Patterns of Healthcare Resource Utilisation of Critical Care Survivors between 2006 and 2017 in Wales: A Population-Based Study

J. Clin. Med. 2023, 12(3), 872; https://doi.org/10.3390/jcm12030872
by Mohammad Alsallakh 1,*,†, Laura Tan 2,†, Richard Pugh 3, Ashley Akbari 1, Rowena Bailey 1, Rowena Griffiths 1, Ronan A. Lyons 1 and Tamas Szakmany 2,4,*
Reviewer 1:
Reviewer 2:
J. Clin. Med. 2023, 12(3), 872; https://doi.org/10.3390/jcm12030872
Submission received: 14 November 2022 / Revised: 6 January 2023 / Accepted: 17 January 2023 / Published: 21 January 2023
(This article belongs to the Section Intensive Care)

Round 1

Reviewer 1 Report

This study investigated healthcare resource utilization among ICU survivors. I think the strength of this study is that it analyzed the data from all patients in Wales. This paper is well written and worth reporting. However, there are some major concerns:

 

C1. Increased utilization of healthcare resource by ICU survivors is well-known. How is this study different from previous studies?

 

C2. Why did ED attendance decrease in some groups as opposed to other healthcare resource utilization?

 

C3. Data on ICU were not presented in this paper. What diseases were the patients admitted to the ICU for? How were the patients treated in the ICU (such as MV, CRRT)?

 

C4. There is an incorrect wording.

Table 1- ED attendances - 1 year before critical care -> 1 year after critical care

Author Response

We would like to thank the reviewer for the thoughtful comments and efforts towards improving our manuscript. Please find below our point-by-point responses.

C1. Increased utilization of healthcare resource by ICU survivors is well-known. How is this study different from previous studies? 

Our response: To our knowledge, there is no detailed contemporary data this from the United Kingdom. We believe that our findings represent important baseline for studies that aim to influence health source utilisation among critical care survivors. In addition, we present interesting data regarding higher emergency department attendance among the younger survivors, as pointed out by the reviewer. 

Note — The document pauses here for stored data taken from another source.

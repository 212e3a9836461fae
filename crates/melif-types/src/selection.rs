use serde::{Deserialize, Serialize};
use std::cmp::Ordering;

use crate::point::Point;

/// Outcome of evaluating one point: the score of the classifier trained on the
/// features the point's linear form selected.
#[derive(Debug, Clone, PartialEq, Serialize, Deserialize)]
pub struct SelectionResult {
    pub point: Point,
    pub score: f64,
    /// Indices of the selected features; opaque to the scheduler.
    pub selected_features: Vec<usize>,
}

impl SelectionResult {
    pub fn new(point: Point, score: f64, selected_features: Vec<usize>) -> Self {
        Self {
            point,
            score,
            selected_features,
        }
    }

    /// Strictly greater score.
    pub fn better_than(&self, other: &SelectionResult) -> bool {
        self.score > other.score
    }

    /// Ordering by score only.
    pub fn compare_score(&self, other: &SelectionResult) -> Ordering {
        self.score.total_cmp(&other.score)
    }
}
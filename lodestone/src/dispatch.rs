use std::collections::HashMap;
use std::hash::Hash;
use std::num::NonZeroUsize;

use lodestone_util::random::RandomSource;
use thiserror::Error;

#[derive(Error, Debug, Clone, PartialEq, Eq)]
pub enum DispatchError {
    #[error("not enough players: {players} players do not overflow a single team of {cap}")]
    NotEnoughPlayers { players: usize, cap: usize },
    #[error("not enough teams: {required} teams required but only {available} available")]
    NotEnoughTeams { required: usize, available: usize },
}

/// Randomly partitions `players` across `teams`.
///
/// With `cap = None` the players are spread as evenly as possible: every
/// roster ends with `players / teams` entries, and a uniformly random subset
/// of teams absorbs one extra player each for the remainder. Every team
/// appears in the result, with an empty roster when there are more teams
/// than players.
///
/// With `cap = Some(n)` every team holds at most `n` players. Only
/// `ceil(players / n)` teams are kept - surplus teams are discarded
/// uniformly at random and are absent from the result. Preconditions are
/// checked before any work and no partial result is ever produced.
///
/// The inputs are never mutated; team identifiers are assumed distinct.
pub fn dispatch<T, P>(
    teams: &[T],
    players: &[P],
    cap: Option<NonZeroUsize>,
    rng: &mut impl RandomSource,
) -> Result<HashMap<T, Vec<P>>, DispatchError>
where
    T: Eq + Hash + Clone,
    P: Clone,
{
    match cap {
        None => dispatch_evenly(teams, players, rng),
        Some(cap) => dispatch_capped(teams, players, cap.get(), rng),
    }
}

fn dispatch_evenly<T, P>(
    teams: &[T],
    players: &[P],
    rng: &mut impl RandomSource,
) -> Result<HashMap<T, Vec<P>>, DispatchError>
where
    T: Eq + Hash + Clone,
    P: Clone,
{
    if teams.is_empty() {
        if players.is_empty() {
            return Ok(HashMap::new());
        }
        return Err(DispatchError::NotEnoughTeams {
            required: 1,
            available: 0,
        });
    }

    let quotient = players.len() / teams.len();
    let remainder = players.len() % teams.len();

    // Draw the rosters' capacities up front: a random subset of `remainder`
    // teams takes one extra player.
    let mut capacities = vec![quotient; teams.len()];
    let mut candidates: Vec<usize> = (0..teams.len()).collect();
    for _ in 0..remainder {
        let pick = rng.next_bounded(candidates.len());
        capacities[candidates.swap_remove(pick)] += 1;
    }

    let pool: Vec<usize> = (0..teams.len())
        .filter(|&team| capacities[team] > 0)
        .collect();
    let rosters = fill_rosters(teams.len(), pool, &capacities, players, rng);

    Ok(teams.iter().cloned().zip(rosters).collect())
}

fn dispatch_capped<T, P>(
    teams: &[T],
    players: &[P],
    cap: usize,
    rng: &mut impl RandomSource,
) -> Result<HashMap<T, Vec<P>>, DispatchError>
where
    T: Eq + Hash + Clone,
    P: Clone,
{
    if players.len() <= cap {
        return Err(DispatchError::NotEnoughPlayers {
            players: players.len(),
            cap,
        });
    }

    let required = players.len().div_ceil(cap);
    if required > teams.len() {
        return Err(DispatchError::NotEnoughTeams {
            required,
            available: teams.len(),
        });
    }

    let mut survivors: Vec<usize> = (0..teams.len()).collect();
    if teams.len() > required {
        log::debug!(
            "discarding {} surplus team(s), keeping {required}",
            teams.len() - required
        );
        for _ in 0..teams.len() - required {
            let pick = rng.next_bounded(survivors.len());
            survivors.swap_remove(pick);
        }
    }

    let capacities = vec![cap; teams.len()];
    let mut rosters = fill_rosters(teams.len(), survivors.clone(), &capacities, players, rng);

    Ok(survivors
        .into_iter()
        .map(|team| (teams[team].clone(), std::mem::take(&mut rosters[team])))
        .collect())
}

/// Assigns each player in turn to a uniformly random team from `pool`,
/// swap-removing a team the instant its roster reaches its capacity.
///
/// The pool's total capacity must be at least `players.len()`; both callers
/// guarantee that, so the pool never runs dry mid-assignment.
fn fill_rosters<P: Clone>(
    team_count: usize,
    mut pool: Vec<usize>,
    capacities: &[usize],
    players: &[P],
    rng: &mut impl RandomSource,
) -> Vec<Vec<P>> {
    let mut rosters: Vec<Vec<P>> = vec![Vec::new(); team_count];
    for player in players {
        let slot = rng.next_bounded(pool.len());
        let team = pool[slot];
        rosters[team].push(player.clone());
        if rosters[team].len() == capacities[team] {
            pool.swap_remove(slot);
        }
    }
    rosters
}

/// Returns a random permutation of `items`, drawn by uniform
/// without-replacement sampling.
pub fn shuffled<T>(mut items: Vec<T>, rng: &mut impl RandomSource) -> Vec<T> {
    let mut mixed = Vec::with_capacity(items.len());
    while !items.is_empty() {
        let pick = rng.next_bounded(items.len());
        mixed.push(items.swap_remove(pick));
    }
    mixed
}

C2. Why did ED attendance decrease in some groups as opposed to other healthcare resource utilization? 

Our response: The pattern of lower emergency department attendance among the older survivors (over 50 years old) is an interesting and novel observation. However, it will require further analysis to understand the potential drivers and the possible role of competing events (e.g., other categories of health resource utilisation), which we did not consider in our current work. We anticipate that this would require a mixed methods approach as population level healthcare data is unlikely to capture all the drivers behind this finding. 

C3. Data on ICU were not presented in this paper. What diseases were the patients admitted to the ICU for? How were the patients treated in the ICU (such as MV, CRRT)? 

Our response: Detailed clinical data about ICU admissions were available in the ICNARC Case Mix Programme Dataset (https://www.icnarc.org/Our-Audit/Audits/Cmp/About). However, less than half of people in our cohort could be matched to the dataset that we have access to. Therefore, for this analysis, we decided to use representative population-wide data instead of clinically detailed data that is non-representative. We are developing a more robust methodology which will enable us to map the different datasets in the SAIL Databank more closely. Also, we are in the process of incorporating ICNARC data for a much longer look-back period, however, this takes considerable amount of time. We hope that in the future we will be able to provide more detailed ICU level data, without losing the power of the national population-level datasets. 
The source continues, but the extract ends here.